Sabemos bem que a massificação da internet criou problemas globais de sobrevivência dos ‘media’; não ignoramos os problemas nacionais de pobreza e iliteracia. Mas a este contexto somam-se causas próprias de incompetência na gestão empresarial do jornal, como o foram os recentes avanços e recuos na decisão de abandonar a edição diária impressa por uma semanal, de forma totalmente imprudente e que apenas serviu para sustentar mais um processo de esvaziamento da redação.

Sem jornalismo, a democracia morre na escuridão – este é desde 2017 o lema do Washington Post.

Acreditamos nisso. Acreditamos na missão do jornalismo e na sua importância fundamental na vida democrática e na defesa dos direitos humanos.

Acreditamos num jornalismo que faz diferença.
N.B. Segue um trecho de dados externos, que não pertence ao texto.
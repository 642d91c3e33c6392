//! # Dry/Wet Mix and Output Level
//!
//! ## Equal-Power Crossfade
//!
//! A linear crossfade (`dry * (1 - mix) + wet * mix`) dips by about 3 dB
//! in the middle, because two uncorrelated signals at half amplitude carry
//! only half the power. Square-root gains keep the summed power constant:
//!
//! ```text
//! g_dry = sqrt(0.5 * (1 - m))
//! g_wet = sqrt(0.5 * (1 + m))      g_dry² + g_wet² = 1
//! ```
//!
//! where `m` is the control mapped onto `[-1, 1]`: 0 is fully dry, 1 is
//! fully wet.
//!
//! ```text
//! control:  0.0 ─────── 0.5 ─────── 0.995 ─────── 1.0
//! m:        -1           0          +0.99         +1 (snap)
//!           full dry     -3 dB each               full wet
//! ```
//!
//! Anything mapping above 0.99 snaps to exactly +1 so the top of the
//! control travel is truly 100% wet instead of leaving a -46 dB trace of
//! dry signal. The lower end is only limited at -1.

/// Mapped values above this snap to fully wet.
pub const WET_SNAP_THRESHOLD: f32 = 0.99;

/// Map the dry/wet control from `[0, 1]` onto `[-1, 1]`, with `0 → -1`
/// and `1 → +1`, then apply the asymmetric clamp.
#[inline]
pub fn map_dry_wet(dry_wet: f32) -> f32 {
    let mapped = 2.0 * dry_wet - 1.0;

    if mapped < -1.0 {
        -1.0
    } else if mapped > WET_SNAP_THRESHOLD {
        1.0
    } else {
        mapped
    }
}

/// Gains applied to the two signal paths.
#[derive(Debug, Clone, Copy, PartialEq)]
pub struct MixGains {
    pub dry: f32,
    pub wet: f32,
}

impl MixGains {
    /// Equal-power gains for a (smoothed) dry/wet control value.
    #[inline]
    pub fn from_dry_wet(dry_wet: f32) -> Self {
        let mapped = map_dry_wet(dry_wet);
        Self {
            dry: (0.5 * (1.0 - mapped)).sqrt(),
            wet: (0.5 * (1.0 + mapped)).sqrt(),
        }
    }

    #[inline]
    pub fn apply(&self, dry: f32, wet: f32) -> f32 {
        wet * self.wet + dry * self.dry
    }
}

/// Decibels to linear amplitude: `10^(db / 20)`.
///
/// - `0 dB` → ×1
/// - `+20 dB` → ×10
/// - `-20 dB` → ×0.1
#[inline]
pub fn db_to_gain(db: f32) -> f32 {
    10.0_f32.powf(db / 20.0)
}

#[cfg(test)]
mod tests {
    use super::*;

    #[test]
    fn test_mapping_endpoints() {
        assert_eq!(map_dry_wet(0.0), -1.0);
        assert_eq!(map_dry_wet(1.0), 1.0);
        assert!(map_dry_wet(0.5).abs() < 1e-6);
    }

    #[test]
    fn test_mapping_clamps() {
        // Below the bottom of the range nothing snaps, it just limits.
        assert_eq!(map_dry_wet(-2.0), -1.0);
        // Just inside 0.99 stays put, just past it snaps to +1.
        assert!((map_dry_wet(0.994) - 0.988).abs() < 1e-5);
        assert_eq!(map_dry_wet(0.996), 1.0);
        assert_eq!(map_dry_wet(1.5), 1.0);
    }

    #[test]
    fn test_full_wet_and_full_dry() {
        let wet = MixGains::from_dry_wet(1.0);
        assert_eq!(wet.wet, 1.0);
        assert_eq!(wet.dry, 0.0);

        let dry = MixGains::from_dry_wet(0.0);
        assert_eq!(dry.wet, 0.0);
        assert_eq!(dry.dry, 1.0);
    }

    /// The 0.99 snap makes the last bit of travel exactly fully wet.
    #[test]
    fn test_snap_is_exactly_wet() {
        let gains = MixGains::from_dry_wet(0.997);
        assert_eq!(gains.dry, 0.0);
        assert_eq!(gains.wet, 1.0);
    }

    #[test]
    fn test_equal_power() {
        for i in 0..=20 {
            let control = i as f32 / 20.0;
            let gains = MixGains::from_dry_wet(control);
            let power = gains.dry * gains.dry + gains.wet * gains.wet;
            assert!((power - 1.0).abs() < 1e-5, "power {power} at control {control}");
        }

        let half = MixGains::from_dry_wet(0.5);
        assert!((half.dry - std::f32::consts::FRAC_1_SQRT_2).abs() < 1e-6);
        assert!((half.wet - std::f32::consts::FRAC_1_SQRT_2).abs() < 1e-6);
    }

    #[test]
    fn test_apply() {
        let gains = MixGains { dry: 0.25, wet: 0.5 };
        assert!((gains.apply(1.0, 2.0) - 1.25).abs() < 1e-6);
    }

    #[test]
    fn test_db_to_gain() {
        assert!((db_to_gain(0.0) - 1.0).abs() < 1e-6);
        assert!((db_to_gain(20.0) - 10.0).abs() < 1e-4);
        assert!((db_to_gain(-20.0) - 0.1).abs() < 1e-6);
        assert!((db_to_gain(6.0) - 1.9953).abs() < 1e-3);
    }
}
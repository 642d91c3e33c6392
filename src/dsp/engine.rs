//! # Ping-Pong Engine
//!
//! Two channels, each with an input delay line and a cross delay line.
//! The cross signal of each channel is fed into the *opposite* channel's
//! cross signal, which is what makes the echoes bounce:
//!
//! ```text
//!  in_L ──┬──► [input line L] ── × a_L ──►(+)──► cross_L ──► [cross line L] ─┐
//!         │        (delay L)              ▲                                  │
//!         │                               └──── × fb_L ── [cross line R] ◄─┐ │
//!         │                                                (delay L)       │ │
//!         │                                                                │ │
//!  in_R ──┼──► [input line R] ── × a_R ──►(+)──► cross_R ──────────────────┘ │
//!         │        (delay R)              ▲                                  │
//!         │                               └──── × fb_R ── [cross line L] ◄───┘
//!         │                                                (delay R)
//!         │
//!         └──► wet = in + c × cross ──► equal-power mix with dry ──► × volume ──► out
//! ```
//!
//! An impulse on the left comes out on the left after delay L, on the
//! right after delay L + delay R (scaled by fb_R), back on the left after
//! 2·delay L + delay R (scaled by fb_R·fb_L), and so on. All delays are
//! measured from the delay lines' read heads, so every echo is a further
//! `latency` samples late.
//!
//! ## Per-Sample Steps
//!
//! 1. Smooth the five glide parameters (delays slow, the rest fast)
//! 2. Convert both delay times from milliseconds to samples
//! 3. Left channel: write input, read delayed input, build and store
//!    `cross_L`
//! 4. Right channel: the same with delay R and the left cross history
//! 5. Advance all four delay lines
//! 6. Turn the dry/wet control into equal-power gains
//! 7. Mix, apply volume, note anything above full scale

use std::fmt;
use std::num::NonZeroUsize;
use std::str::FromStr;

use nih_plug::nih_debug_assert_failure;

use crate::config::{CrossReadTiming, EngineConfig};
use crate::dsp::delay_line::DelayLine;
use crate::dsp::mix::{db_to_gain, MixGains};
use crate::dsp::smoother::ParameterSmoother;
use crate::error::{ConfigError, Result};
pub mod cli;
pub mod config;
pub mod distance;
pub mod driver;
pub mod error;
pub mod location;
pub mod ordering;
pub mod source;
pub mod toplist;

pub use config::Opts;
pub use distance::{Distance, Metric};
pub use error::RecordError;
pub use location::Point;
pub use ordering::Ordering;
pub use toplist::{Method, TopList, TopListBuilder};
Com rigor, acutilância, assertividade, coração e ganas. Somos jornalistas, não “produtores de conteúdos”.

Queremos continuar jornalistas.

Morrendo o DN como jornal de referência, o panorama do jornalismo de imprensa ficará substancialmente reduzido. Ficará um pouco mais escuro; a democracia ficará a perder. Num momento em que o ideal democrático parece por vezes perder fulgor, queremos crer que a sociedade portuguesa não ficará indiferente ao nosso apelo”.

Quarente e nove anos depois do 25 de Abril está, assim, o nosso jornalismo. E este é só um dos muitos tristes e revoltantes casos que afetam a comunicação social – e não só a Imprensa – em Portugal.

Isto não dá que pensar, é que já não há tempo para pensar… só há mesmo tempo para agir, agora, falta saber como?!